Serum RNI levels did not correlate with uric acid in our study. In the study by Khosla and cols., hyperuricemic rats had lower levels of nitrates and nitrites in their blood ( 17 ). This difference may be due to a difference in the model adopted on which the study was conducted, i.e. humans vs mice. Increased oxidative stress correlates with the presence of MS and also with increased insulin resistance in these patients ( 18 ). Serum MDA levels also correlated with endothelial dysfunction in our study. However, serum uric acid levels didn't correlate with serum MDA. Krishna and cols. found higher serum uric acid and MDA levels in patients with pre-eclampsia, but uric acid and MDA levels had a weak correlation between themselves ( 19 ). This suggests that uric acid may be one of many factors causing increased oxidative stress seen in individuals with metabolic syndrome, though not corroborated by our findings. Oxidative stress has also been hypothesized as one of the mechanisms by which uric acid may be linked to the development of arterial stiffness.
Endothelial dysfunction and arterial stiffness both have been shown to be significant predictors of cardiovascular events ( 20 ). Maloberti and cols. studied the role of uric acid and presence of arterial stiffness in a hypertensive population in a longitudinal study ( 21 ). They showed that while uric acid was associated with a higher pulse wave velocity, it lost its statistical significance in regression analysis.

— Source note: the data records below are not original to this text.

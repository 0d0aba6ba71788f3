use argon2::Argon2;
use bson::oid::ObjectId;
use jsonwebtoken::TokenData;
use serde::{Deserialize, Serialize};
use time::{Duration, OffsetDateTime};

use crate::{
    config::JwtKeys,
    error::Error,
    util::{hash_password, ObjectIdString},
};

use super::auth::{UserModel, UserRole};

#[derive(Clone)]
pub struct JwtState {
    validation: jsonwebtoken::Validation,
    header: jsonwebtoken::Header,

    encoding_key: jsonwebtoken::EncodingKey,
    decoding_key: jsonwebtoken::DecodingKey,

    pub access_token_ttl: Duration,
    pub refresh_token_ttl: Duration,
}

impl JwtState {
    pub fn new(
        keys: &JwtKeys,
        access_token_ttl: Duration,
        refresh_token_ttl: Duration,
    ) -> Result<Self, Error> {
        let (algorithm, encoding_key, decoding_key) = match keys {
            JwtKeys::Rsa {
                private_pem,
                public_pem,
            } => (
                jsonwebtoken::Algorithm::RS256,
                jsonwebtoken::EncodingKey::from_rsa_pem(private_pem)?,
                jsonwebtoken::DecodingKey::from_rsa_pem(public_pem)?,
            ),
            JwtKeys::Hmac(secret) => (
                jsonwebtoken::Algorithm::HS256,
                jsonwebtoken::EncodingKey::from_secret(secret),
                jsonwebtoken::DecodingKey::from_secret(secret),
            ),
        };

        let header = jsonwebtoken::Header::new(algorithm);
        let mut validation = jsonwebtoken::Validation::new(algorithm);
        validation.validate_exp = false;

        Ok(Self {
            header,
            validation,

            encoding_key,
            decoding_key,

            access_token_ttl,
            refresh_token_ttl,
        })
    }
}

pub fn current_timestamp() -> OffsetDateTime {
    OffsetDateTime::now_utc()
}

#[derive(Serialize, Deserialize, Debug, Clone)]
pub struct RefreshTokenClaims {
    pub sub: ObjectIdString,
    pub user_id: ObjectIdString,
    pub exp: i64,
}

impl RefreshTokenClaims {
    pub fn is_expired(&self) -> bool {
        self.exp < current_timestamp().unix_timestamp()
    }
}

#[derive(Serialize, Deserialize, Debug, Clone)]
pub struct RefreshTokenModel {
    #[serde(rename = "_id")]
    pub id: ObjectId,
    pub user_id: ObjectId,
    pub token: String,
    pub expired_at: bson::DateTime,
}

pub fn generate_refresh_token_model(
    jwt_state: &JwtState,
    argon: &Argon2,
    user: &UserModel,
) -> Result<(RefreshTokenModel, String), Error> {
    let expired_at = current_timestamp() + jwt_state.refresh_token_ttl;

    generate_refresh_token_model_with_exp(jwt_state, argon, user, expired_at)
}

pub fn generate_refresh_token_model_with_exp(
    jwt_state: &JwtState,
    argon: &Argon2,
    user: &UserModel,
    expired_at: OffsetDateTime,
) -> Result<(RefreshTokenModel, String), Error> {
    let id = ObjectId::new();
    let token =
        generate_refresh_token_string(jwt_state, id, user.id, expired_at.unix_timestamp())?;

    Ok((
        RefreshTokenModel {
            id,
            user_id: user.id,
            token: hash_password(argon, &token)?,
            expired_at: expired_at.into(),
        },
        token,
    ))
}

pub fn generate_refresh_token_string(
    jwt_state: &JwtState,
    id: ObjectId,
    user_id: ObjectId,
    exp: i64,
) -> Result<String, Error> {
    let claims = RefreshTokenClaims {
        sub: id.into(),
        user_id: user_id.into(),
        exp,
    };

    jsonwebtoken::encode(&jwt_state.header, &claims, &jwt_state.encoding_key).map_err(Into::into)
}

pub fn decode_refresh_token(
    jwt_state: &JwtState,
    token: &str,
) -> Result<TokenData<RefreshTokenClaims>, Error> {
    jsonwebtoken::decode(token, &jwt_state.decoding_key, &jwt_state.validation).map_err(Into::into)
}

#[derive(Serialize, Deserialize)]
pub struct AccessTokenClaims {
    pub sub: ObjectIdString,
    pub user_role: UserRole,
    pub exp: i64,
}

impl AccessTokenClaims {
    pub fn is_expired(&self) -> bool {
        self.exp < current_timestamp().unix_timestamp()
    }
}

pub struct GenerateAccessTokenResponse {
    pub expired_at: OffsetDateTime,
    pub token: String,
}

pub fn generate_access_token(
    jwt_state: &JwtState,
    user: &UserModel,
) -> Result<GenerateAccessTokenResponse, Error> {
    let expired_at = current_timestamp() + jwt_state.access_token_ttl;
    let token = generate_access_token_with_exp(jwt_state, user, expired_at.unix_timestamp())?;

    Ok(GenerateAccessTokenResponse { expired_at, token })
}

pub fn generate_access_token_with_exp(
    jwt_state: &JwtState,
    user: &UserModel,
    exp: i64,
) -> Result<String, Error> {
    jsonwebtoken::encode(
        &jwt_state.header,
        &AccessTokenClaims {
            sub: user.id.into(),
            user_role: user.role,
            exp,
        },
        &jwt_state.encoding_key,
    )
    .map_err(Into::into)
}

pub fn decode_access_token(
    jwt_state: &JwtState,
    token: &str,
) -> Result<TokenData<AccessTokenClaims>, Error> {
    jsonwebtoken::decode(token, &jwt_state.decoding_key, &jwt_state.validation).map_err(Into::into)
}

A possible explanation was the presence of metabolic syndrome as a confounding factor, which was included in the regression analysis. Similarly, a recent meta-analysis has shown an association of serum uric acid levels and pulse wave velocity (both carotid-femoral and brachial-ankle) in the general population ( 22 ). Thus, while more robust evidence pointing towards clear causation is lacking, uric acid may play a significant role in the development of cardio-vascular complications through various mechanisms, such as endothelial dysfunction and arterial stiffness.
A major limitation of our study is the small study population. Another limitation of our study was the fact that factors such as duration of hypertension, and use of anti-hypertensive drugs which may influence endothelial function, as well as uric acid metabolism, were not taken into consideration.
In conclusion, a positive correlation was observed in the present study between endothelial dysfunction and serum uric acid and MDA levels. Uric acid is an independent marker of endothelial dysfunction in individuals with MS, and individuals with a serum uric acid value less than the traditional gender defined hyperuricemia cutoffs may also have endothelial dysfunction.
The likely mechanism for the endothelial dysfunction is due to a higher state of oxidative stress, as evidenced by the correlation between MDA levels and an abnormal FMD. Though uric acid levels didn't correlate with MDA, uric acid is known to cause oxidative stress. Further research is needed to investigate the relationship between uric acid and other markers of oxidative stress in patients with MS, including ADMA and reactive oxygen species. Research is also needed to see whether treatment of asymptomatic patients with elevated uric acid levels will impact the development of endothelial dysfunction in patients with MS, and hence improve cardiovascular morbidity and mortality associated with the syndrome.
Acknowledgments:
the authors have no acknowledgments to make.